EXERCISE: The answer is the full set of records below, transcribed exactly.

-- TASK DATA follows --

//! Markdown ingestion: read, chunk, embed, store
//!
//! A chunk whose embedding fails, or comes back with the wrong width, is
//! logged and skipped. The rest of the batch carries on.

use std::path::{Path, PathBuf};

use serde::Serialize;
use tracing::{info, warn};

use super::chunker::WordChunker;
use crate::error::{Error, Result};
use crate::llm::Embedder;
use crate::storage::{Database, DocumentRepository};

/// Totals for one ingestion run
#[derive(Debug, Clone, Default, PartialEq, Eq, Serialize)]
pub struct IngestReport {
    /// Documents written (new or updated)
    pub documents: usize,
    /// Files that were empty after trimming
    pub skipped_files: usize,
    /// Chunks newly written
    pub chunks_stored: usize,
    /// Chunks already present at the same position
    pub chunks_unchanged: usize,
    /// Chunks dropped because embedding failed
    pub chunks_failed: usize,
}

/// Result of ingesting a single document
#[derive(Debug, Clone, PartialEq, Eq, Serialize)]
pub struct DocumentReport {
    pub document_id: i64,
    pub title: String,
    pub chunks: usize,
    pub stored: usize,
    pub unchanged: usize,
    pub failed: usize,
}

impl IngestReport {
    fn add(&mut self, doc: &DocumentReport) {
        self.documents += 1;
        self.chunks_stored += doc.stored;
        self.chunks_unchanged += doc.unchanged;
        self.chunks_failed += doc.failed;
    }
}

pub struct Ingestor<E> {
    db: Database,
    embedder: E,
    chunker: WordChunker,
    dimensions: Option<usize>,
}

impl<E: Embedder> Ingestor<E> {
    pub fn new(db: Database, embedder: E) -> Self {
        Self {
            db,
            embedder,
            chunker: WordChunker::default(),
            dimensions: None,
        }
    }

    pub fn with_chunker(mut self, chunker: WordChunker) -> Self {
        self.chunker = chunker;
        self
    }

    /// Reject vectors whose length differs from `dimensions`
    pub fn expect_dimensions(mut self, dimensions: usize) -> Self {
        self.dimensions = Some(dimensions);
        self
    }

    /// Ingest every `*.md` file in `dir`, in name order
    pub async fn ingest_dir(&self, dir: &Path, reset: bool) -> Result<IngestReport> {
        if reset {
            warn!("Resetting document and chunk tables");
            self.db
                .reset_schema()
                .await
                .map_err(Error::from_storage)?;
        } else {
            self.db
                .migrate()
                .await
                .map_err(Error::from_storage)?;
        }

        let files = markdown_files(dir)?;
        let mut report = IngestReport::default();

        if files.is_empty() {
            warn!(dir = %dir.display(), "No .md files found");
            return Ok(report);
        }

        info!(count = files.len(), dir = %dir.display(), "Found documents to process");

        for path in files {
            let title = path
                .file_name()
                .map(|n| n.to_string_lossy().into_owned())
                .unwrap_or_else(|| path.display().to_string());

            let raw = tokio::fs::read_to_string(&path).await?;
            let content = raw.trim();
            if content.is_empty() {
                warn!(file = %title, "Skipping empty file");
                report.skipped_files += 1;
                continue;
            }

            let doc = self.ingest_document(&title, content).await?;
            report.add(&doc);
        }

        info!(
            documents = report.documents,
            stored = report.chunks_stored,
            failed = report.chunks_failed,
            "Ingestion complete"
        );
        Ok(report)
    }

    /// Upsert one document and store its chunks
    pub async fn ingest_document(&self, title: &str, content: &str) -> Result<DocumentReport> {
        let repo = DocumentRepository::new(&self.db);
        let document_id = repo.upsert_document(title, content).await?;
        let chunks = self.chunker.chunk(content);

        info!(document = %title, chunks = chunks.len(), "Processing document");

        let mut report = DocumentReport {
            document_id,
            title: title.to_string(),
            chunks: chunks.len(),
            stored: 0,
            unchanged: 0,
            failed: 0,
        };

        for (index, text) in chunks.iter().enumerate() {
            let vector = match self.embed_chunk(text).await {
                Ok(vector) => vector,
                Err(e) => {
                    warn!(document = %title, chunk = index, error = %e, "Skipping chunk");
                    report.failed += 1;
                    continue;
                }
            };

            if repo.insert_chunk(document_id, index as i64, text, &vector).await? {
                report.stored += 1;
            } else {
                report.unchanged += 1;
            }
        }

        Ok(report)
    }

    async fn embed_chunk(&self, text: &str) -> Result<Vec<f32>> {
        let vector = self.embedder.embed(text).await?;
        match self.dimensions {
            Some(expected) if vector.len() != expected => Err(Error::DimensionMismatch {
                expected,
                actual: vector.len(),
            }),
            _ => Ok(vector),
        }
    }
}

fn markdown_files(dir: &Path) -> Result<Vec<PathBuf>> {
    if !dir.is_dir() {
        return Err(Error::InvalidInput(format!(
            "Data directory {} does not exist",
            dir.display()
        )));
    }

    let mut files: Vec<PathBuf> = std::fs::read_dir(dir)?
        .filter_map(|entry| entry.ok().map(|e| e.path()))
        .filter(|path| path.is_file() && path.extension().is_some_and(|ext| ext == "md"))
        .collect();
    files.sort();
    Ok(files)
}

-- TASK DATA concluded --

COMPLETED TASK:
//! Markdown ingestion: read, chunk, embed, store
//!
//! A chunk whose embedding fails, or comes back with the wrong width, is
//! logged and skipped. The rest of the batch carries on.

use std::path::{Path, PathBuf};

use serde::Serialize;
use tracing::{info, warn};

use super::chunker::WordChunker;
use crate::error::{Error, Result};
use crate::llm::Embedder;
use crate::storage::{Database, DocumentRepository};

/// Totals for one ingestion run
#[derive(Debug, Clone, Default, PartialEq, Eq, Serialize)]
pub struct IngestReport {
    /// Documents written (new or updated)
    pub documents: usize,
    /// Files that were empty after trimming
    pub skipped_files: usize,
    /// Chunks newly written
    pub chunks_stored: usize,
    /// Chunks already present at the same position
    pub chunks_unchanged: usize,
    /// Chunks dropped because embedding failed
    pub chunks_failed: usize,
}

/// Result of ingesting a single document
#[derive(Debug, Clone, PartialEq, Eq, Serialize)]
pub struct DocumentReport {
    pub document_id: i64,
    pub title: String,
    pub chunks: usize,
    pub stored: usize,
    pub unchanged: usize,
    pub failed: usize,
}

impl IngestReport {
    fn add(&mut self, doc: &DocumentReport) {
        self.documents += 1;
        self.chunks_stored += doc.stored;
        self.chunks_unchanged += doc.unchanged;
        self.chunks_failed += doc.failed;
    }
}

pub struct Ingestor<E> {
    db: Database,
    embedder: E,
    chunker: WordChunker,
    dimensions: Option<usize>,
}

impl<E: Embedder> Ingestor<E> {
    pub fn new(db: Database, embedder: E) -> Self {
        Self {
            db,
            embedder,
            chunker: WordChunker::default(),
            dimensions: None,
        }
    }

    pub fn with_chunker(mut self, chunker: WordChunker) -> Self {
        self.chunker = chunker;
        self
    }

    /// Reject vectors whose length differs from `dimensions`
    pub fn expect_dimensions(mut self, dimensions: usize) -> Self {
        self.dimensions = Some(dimensions);
        self
    }

    /// Ingest every `*.md` file in `dir`, in name order
    pub async fn ingest_dir(&self, dir: &Path, reset: bool) -> Result<IngestReport> {
        if reset {
            warn!("Resetting document and chunk tables");
            self.db
                .reset_schema()
                .await
                .map_err(Error::from_storage)?;
        } else {
            self.db
                .migrate()
                .await
                .map_err(Error::from_storage)?;
        }

        let files = markdown_files(dir)?;
        let mut report = IngestReport::default();

        if files.is_empty() {
            warn!(dir = %dir.display(), "No .md files found");
            return Ok(report);
        }

        info!(count = files.len(), dir = %dir.display(), "Found documents to process");

        for path in files {
            let title = path
                .file_name()
                .map(|n| n.to_string_lossy().into_owned())
                .unwrap_or_else(|| path.display().to_string());

            let raw = tokio::fs::read_to_string(&path).await?;
            let content = raw.trim();
            if content.is_empty() {
                warn!(file = %title, "Skipping empty file");
                report.skipped_files += 1;
                continue;
            }

            let doc = self.ingest_document(&title, content).await?;
            report.add(&doc);
        }

        info!(
            documents = report.documents,
            stored = report.chunks_stored,
            failed = report.chunks_failed,
            "Ingestion complete"
        );
        Ok(report)
    }

    /// Upsert one document and store its chunks
    pub async fn ingest_document(&self, title: &str, content: &str) -> Result<DocumentReport> {
        let repo = DocumentRepository::new(&self.db);
        let document_id = repo.upsert_document(title, content).await?;
        let chunks = self.chunker.chunk(content);

        info!(document = %title, chunks = chunks.len(), "Processing document");

        let mut report = DocumentReport {
            document_id,
            title: title.to_string(),
            chunks: chunks.len(),
            stored: 0,
            unchanged: 0,
            failed: 0,
        };

        for (index, text) in chunks.iter().enumerate() {
            let vector = match self.embed_chunk(text).await {
                Ok(vector) => vector,
                Err(e) => {
                    warn!(document = %title, chunk = index, error = %e, "Skipping chunk");
                    report.failed += 1;
                    continue;
                }
            };

            if repo.insert_chunk(document_id, index as i64, text, &vector).await? {
                report.stored += 1;
            } else {
                report.unchanged += 1;
            }
        }

        Ok(report)
    }

    async fn embed_chunk(&self, text: &str) -> Result<Vec<f32>> {
        let vector = self.embedder.embed(text).await?;
        match self.dimensions {
            Some(expected) if vector.len() != expected => Err(Error::DimensionMismatch {
                expected,
                actual: vector.len(),
            }),
            _ => Ok(vector),
        }
    }
}

fn markdown_files(dir: &Path) -> Result<Vec<PathBuf>> {
    if !dir.is_dir() {
        return Err(Error::InvalidInput(format!(
            "Data directory {} does not exist",
            dir.display()
        )));
    }

    let mut files: Vec<PathBuf> = std::fs::read_dir(dir)?
        .filter_map(|entry| entry.ok().map(|e| e.path()))
        .filter(|path| path.is_file() && path.extension().is_some_and(|ext| ext == "md"))
        .collect();
    files.sort();
    Ok(files)
}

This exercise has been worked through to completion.